Graham Reid | | 4 min read
Ever since his death in 1970, there's been speculation as to what direction Jimi Hendrix might have gone in had he lived.
For every opinion saying he'd have got into jazz fusion (maybe with Miles Davis who at the last minute had pulled out of scheduled sessions) there's the view he would have got into politicised funk-rock to capture the increasingly volatile times.
He might have got that cosmic rock orchestra together – an Arkestra-type thing with Gil Evans could have been interesting – or gone back to the blues.
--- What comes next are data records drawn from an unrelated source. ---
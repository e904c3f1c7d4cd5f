use actor_framework::ActorClient;
use pop_inventory::catalog_actor::{CatalogError, StockDirection};
use pop_inventory::clients::NewProduct;
use pop_inventory::config::Config;
use pop_inventory::lifecycle::InventorySystem;
use pop_inventory::model::{
    ArticleId, FoodKind, NutrientValues, ProductDraft, TableSizeError, EMPTY_CATALOG,
};
use pop_inventory::ui::scripted::{spawn_scripted, ScriptedUi};
use pretty_assertions::assert_eq;
use std::fs;
use std::path::Path;
use tokio::task::JoinHandle;

// --- Helpers ---

struct Harness {
    dir: tempfile::TempDir,
    config: Config,
}

impl Harness {
    fn new() -> Self {
        let dir = tempfile::tempdir().expect("tempdir");
        let config = Config::default().with_data_dir(dir.path());
        Self { dir, config }
    }

    fn seed(self, products: &str, nutrient_tables: &str) -> Self {
        fs::write(self.products_file(), products).unwrap();
        fs::write(self.nutrient_tables_file(), nutrient_tables).unwrap();
        self
    }

    fn products_file(&self) -> &Path {
        &self.config.storage.products_file
    }

    fn nutrient_tables_file(&self) -> &Path {
        &self.config.storage.nutrient_tables_file
    }

    fn products(&self) -> String {
        fs::read_to_string(self.products_file()).unwrap()
    }

    fn nutrient_tables(&self) -> String {
        fs::read_to_string(self.nutrient_tables_file()).unwrap()
    }

    fn start(&self) -> (InventorySystem, JoinHandle<ScriptedUi>) {
        let (ui, handle) = spawn_scripted([]);
        (InventorySystem::start(&self.config, ui), handle)
    }
}

async fn stop(system: InventorySystem, ui: JoinHandle<ScriptedUi>) -> ScriptedUi {
    system.shutdown().await.expect("clean shutdown");
    ui.await.expect("ui task")
}

fn draft(category: &str, name: &str, price: &str, description: &str) -> ProductDraft {
    ProductDraft {
        category: category.to_string(),
        name: name.to_string(),
        price: price.to_string(),
        description: description.to_string(),
    }
}

const SEED_PRODUCTS: &str = "\
Accessory;10000;Shaker;9.95;Leakproof 600ml;12
ProteinBar;10001;Crunch;1.75;Peanut;8
EnergyDrink;10003;Zap;2.5;Citrus kick;0
";

const SEED_TABLES: &str = "\
10001;200;8;20;20
10003;110;0;27;0;80
";

// --- Tests ---

#[tokio::test]
async fn test_add_energy_drink_then_nutrients() {
    let harness = Harness::new();
    let (system, ui) = harness.start();

    let added = system
        .catalog
        .add_product(draft("Energy drinks", "Zap", "2.50", "Citrus kick"))
        .await
        .expect("Failed to add product");
    assert_eq!(
        added,
        NewProduct {
            id: ArticleId(10000),
            nutrients: Some(FoodKind::EnergyDrink),
        }
    );
    assert_eq!(harness.products(), "EnergyDrink;10000;Zap;2.5;Citrus kick;0\n");
    // The table comes later; nothing to write yet
    assert!(!harness.nutrient_tables_file().exists());

    let table = system
        .catalog
        .set_nutrient_table(
            added.id,
            NutrientValues {
                kcal: 110,
                fat: 0,
                carbs: 27,
                protein: 0,
                caffeine: Some(80),
            },
        )
        .await
        .expect("Failed to set nutrients");
    let entries: Vec<_> = table.entries().collect();
    assert_eq!(entries.len(), 5);
    assert_eq!(entries[4], ("Caffeine(mg)", 80));
    assert_eq!(harness.nutrient_tables(), "10000;110;0;27;0;80\n");

    let product = system.catalog.find_by_id(added.id).await.unwrap();
    assert_eq!(product.stock, 0);
    assert_eq!(product.food().unwrap().nutrient_table(), Some(&table));

    let ui = stop(system, ui).await;
    assert!(ui.errors().is_empty(), "{:?}", ui.errors());
}

#[tokio::test]
async fn test_ids_fill_gaps_from_minimum() {
    let harness = Harness::new().seed(SEED_PRODUCTS, SEED_TABLES);
    let (system, ui) = harness.start();

    assert_eq!(system.catalog.next_id().await.unwrap(), ArticleId(10002));
    let added = system
        .catalog
        .add_product(draft("Accessories", "Strap", "4", "Wrist"))
        .await
        .unwrap();
    assert_eq!(added.id, ArticleId(10002));
    assert_eq!(added.nutrients, None);
    assert_eq!(system.catalog.next_id().await.unwrap(), ArticleId(10004));

    // Appended at the end, not sorted into the gap
    assert!(harness
        .products()
        .ends_with("EnergyDrink;10003;Zap;2.5;Citrus kick;0\nAccessory;10002;Strap;4.0;Wrist;0\n"));

    stop(system, ui).await;
}

#[tokio::test]
async fn test_failed_add_changes_nothing() {
    let harness = Harness::new().seed(SEED_PRODUCTS, SEED_TABLES);
    let (system, ui) = harness.start();

    let err = system
        .catalog
        .add_product(draft("Vitamins", "C", "1.0", "Orange"))
        .await
        .unwrap_err();
    assert_eq!(err, CatalogError::InvalidCategory);
    let err = system
        .catalog
        .add_product(draft("Accessories", "Strap", "-4", "Wrist"))
        .await
        .unwrap_err();
    assert_eq!(err.to_string(), "Product price can't be negative");

    assert_eq!(system.catalog.list().await.unwrap().len(), 3);
    assert_eq!(harness.products(), SEED_PRODUCTS);

    stop(system, ui).await;
}

#[tokio::test]
async fn test_decrease_needs_enough_stock() {
    let harness = Harness::new().seed(SEED_PRODUCTS, SEED_TABLES);
    let (system, ui) = harness.start();
    let bar = ArticleId(10001);

    let err = system
        .catalog
        .adjust_stock(bar, "9", StockDirection::Decrease)
        .await
        .unwrap_err();
    assert_eq!(
        err,
        CatalogError::NotEnoughStock {
            requested: 9,
            available: 8
        }
    );
    assert_eq!(system.catalog.find_by_id(bar).await.unwrap().stock, 8);

    assert_eq!(
        system
            .catalog
            .adjust_stock(bar, "5", StockDirection::Decrease)
            .await,
        Ok(3)
    );
    assert_eq!(
        system
            .catalog
            .adjust_stock(bar, "10", StockDirection::Increase)
            .await,
        Ok(13)
    );
    assert!(harness.products().contains("ProteinBar;10001;Crunch;1.75;Peanut;13\n"));

    assert_eq!(
        system
            .catalog
            .adjust_stock(ArticleId(10009), "1", StockDirection::Increase)
            .await,
        Err(CatalogError::NotFound(ArticleId(10009)))
    );

    stop(system, ui).await;
}

#[tokio::test]
async fn test_remove_drops_product_and_nutrients() {
    let harness = Harness::new().seed(SEED_PRODUCTS, SEED_TABLES);
    let (system, ui) = harness.start();
    let bar = ArticleId(10001);

    let removed = system.catalog.remove_product(bar).await.unwrap();
    assert_eq!(removed.map(|p| p.name), Some("Crunch".to_string()));
    assert_eq!(
        system.catalog.find_by_id(bar).await,
        Err(CatalogError::NotFound(bar))
    );
    assert!(!harness.products().contains("10001"));
    assert_eq!(harness.nutrient_tables(), "10003;110;0;27;0;80\n");

    // Absent id: no error, files still rewritten
    fs::write(harness.nutrient_tables_file(), "stale\n").unwrap();
    assert!(system.catalog.remove_product(bar).await.unwrap().is_none());
    assert_eq!(harness.nutrient_tables(), "10003;110;0;27;0;80\n");

    let ui = stop(system, ui).await;
    assert!(ui.errors().is_empty(), "{:?}", ui.errors());
}

#[tokio::test]
async fn test_canonical_files_survive_rewrite() {
    let harness = Harness::new().seed(SEED_PRODUCTS, SEED_TABLES);
    let (system, ui) = harness.start();

    system
        .catalog
        .remove_product(ArticleId(19999))
        .await
        .unwrap();
    assert_eq!(harness.products(), SEED_PRODUCTS);
    assert_eq!(harness.nutrient_tables(), SEED_TABLES);

    stop(system, ui).await;
}

#[tokio::test]
async fn test_load_skips_and_reports_bad_lines() {
    let harness = Harness::new().seed(
        "Accessory;10000;Shaker;9.95;Leakproof;1\n\
         Vitamins;10001;C;1.0;Orange;1\n\
         ProteinBar;10002;Crunch;1.75;Peanut;8\n\
         EnergyDrink;10003;Zap;2.5;Citrus kick;0\n",
        "10002;200;8;20;20\n\
         10002;1;2;3\n\
         10003;110;0;27;0\n\
         12345;1;2;3;4\n",
    );
    let (system, ui) = harness.start();

    let listing = system.catalog.list_all().await.unwrap();
    let ids: Vec<u32> = listing.lines.iter().map(|l| l.id.0).collect();
    assert_eq!(ids, vec![10000, 10002, 10003]);

    let bar = system.catalog.find_by_id(ArticleId(10002)).await.unwrap();
    assert_eq!(
        bar.food().unwrap().nutrient_table().unwrap().values(),
        vec![200, 8, 20, 20]
    );
    let drink = system.catalog.find_by_id(ArticleId(10003)).await.unwrap();
    assert!(drink.food().unwrap().nutrient_table().is_none());

    let ui = stop(system, ui).await;
    // The unknown id 12345 is not reported
    assert_eq!(
        ui.errors(),
        vec![
            "Unknown class: Vitamins",
            "Missing fields in line: 10002;1;2;3",
            "Missing fields in line: 10003;110;0;27;0",
        ]
    );
}

#[tokio::test]
async fn test_nutrient_table_rules() {
    let harness = Harness::new().seed(SEED_PRODUCTS, SEED_TABLES);
    let (system, ui) = harness.start();
    let values = NutrientValues {
        kcal: 190,
        fat: 7,
        carbs: 21,
        protein: 19,
        caffeine: None,
    };

    assert_eq!(
        system
            .catalog
            .set_nutrient_table(ArticleId(10000), values)
            .await,
        Err(CatalogError::NotFoodProduct(ArticleId(10000)))
    );
    let err = system
        .catalog
        .set_nutrient_table(
            ArticleId(10001),
            NutrientValues {
                caffeine: Some(5),
                ..values
            },
        )
        .await
        .unwrap_err();
    assert!(matches!(
        err,
        CatalogError::TableSize(TableSizeError::TooMany { .. })
    ));
    let err = system
        .catalog
        .set_nutrient_table(ArticleId(10003), values)
        .await
        .unwrap_err();
    assert!(matches!(
        err,
        CatalogError::TableSize(TableSizeError::Missing { .. })
    ));
    assert_eq!(harness.nutrient_tables(), SEED_TABLES);

    system
        .catalog
        .set_nutrient_table(ArticleId(10001), values)
        .await
        .unwrap();
    assert_eq!(
        harness.nutrient_tables(),
        "10001;190;7;21;19\n10003;110;0;27;0;80\n"
    );

    stop(system, ui).await;
}

#[tokio::test]
async fn test_food_without_table_is_reported_on_save() {
    let harness = Harness::new();
    let (system, ui) = harness.start();

    system
        .catalog
        .add_product(draft("Protein powders", "Whey", "29.9", "Vanilla"))
        .await
        .unwrap();
    system
        .catalog
        .remove_product(ArticleId(10042))
        .await
        .unwrap();
    assert_eq!(harness.nutrient_tables(), "");

    let food = system.catalog.food_products().await.unwrap();
    assert_eq!(food.len(), 1);

    let ui = stop(system, ui).await;
    assert_eq!(ui.errors(), vec!["No nutrient table found for article 10000"]);
}

#[tokio::test]
async fn test_concurrent_adds_get_distinct_ids() {
    let harness = Harness::new();
    let (system, ui) = harness.start();

    let first = system.catalog.clone();
    let second = system.catalog.clone();
    let (a, b) = tokio::join!(
        first.add_product(draft("Accessories", "Shaker", "9.95", "Leakproof")),
        second.add_product(draft("Protein bars", "Crunch", "1.75", "Peanut")),
    );
    let mut ids = vec![a.unwrap().id, b.unwrap().id];
    ids.sort();
    assert_eq!(ids, vec![ArticleId(10000), ArticleId(10001)]);
    assert_eq!(harness.products().lines().count(), 2);

    // Every client has to go before the actor stops
    drop((first, second));
    stop(system, ui).await;
}

#[tokio::test]
async fn test_reload_and_empty_listing() {
    let mut harness = Harness::new();
    harness.config.storage.atomic_writes = false;
    let (system, ui) = harness.start();

    assert_eq!(
        system.catalog.list_all().await.unwrap().to_string(),
        EMPTY_CATALOG
    );

    fs::write(harness.products_file(), SEED_PRODUCTS).unwrap();
    assert_eq!(system.catalog.reload().await.unwrap(), 3);
    assert_eq!(
        system.catalog.list_all().await.unwrap().to_string(),
        "Article ID: 10000 Shaker stock: 12\n\
         Article ID: 10001 Crunch stock: 8\n\
         Article ID: 10003 Zap stock: 0"
    );

    system
        .catalog
        .adjust_stock(ArticleId(10003), "6", StockDirection::Increase)
        .await
        .unwrap();
    assert!(harness.products().ends_with("EnergyDrink;10003;Zap;2.5;Citrus kick;6\n"));
    assert!(!harness.dir.path().join("Products.txt.tmp").exists());

    stop(system, ui).await;
}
Or done soundtracks . . .
Such speculation is idle fun, but it's interesting if you put Hendrix against what his guitar-god peers did in subsequent years.
Jeff Beck continued his wayward path, rarely holding a band together, making sometimes brilliant records and at others just average, really coming into his own with more consistency in just the past decade.
Eric Clapton had highs and lows and then leveled off in the mid Seventies as he stepped away from the “Clapton is God” albatross and made decades of music that rarely fell below a high threshold and sometimes was quite exceptional. But very little of it – other than obvious highs like the Layla period – came with the visceral and intellectual thrill of his invention in the Sixties.
And after the Yardbirds withered away Jimmy Page formed Led Zeppelin in '68 and conquered the world with an amalgam of heavy rock, strange folk and sometimes music which referred to North Africa.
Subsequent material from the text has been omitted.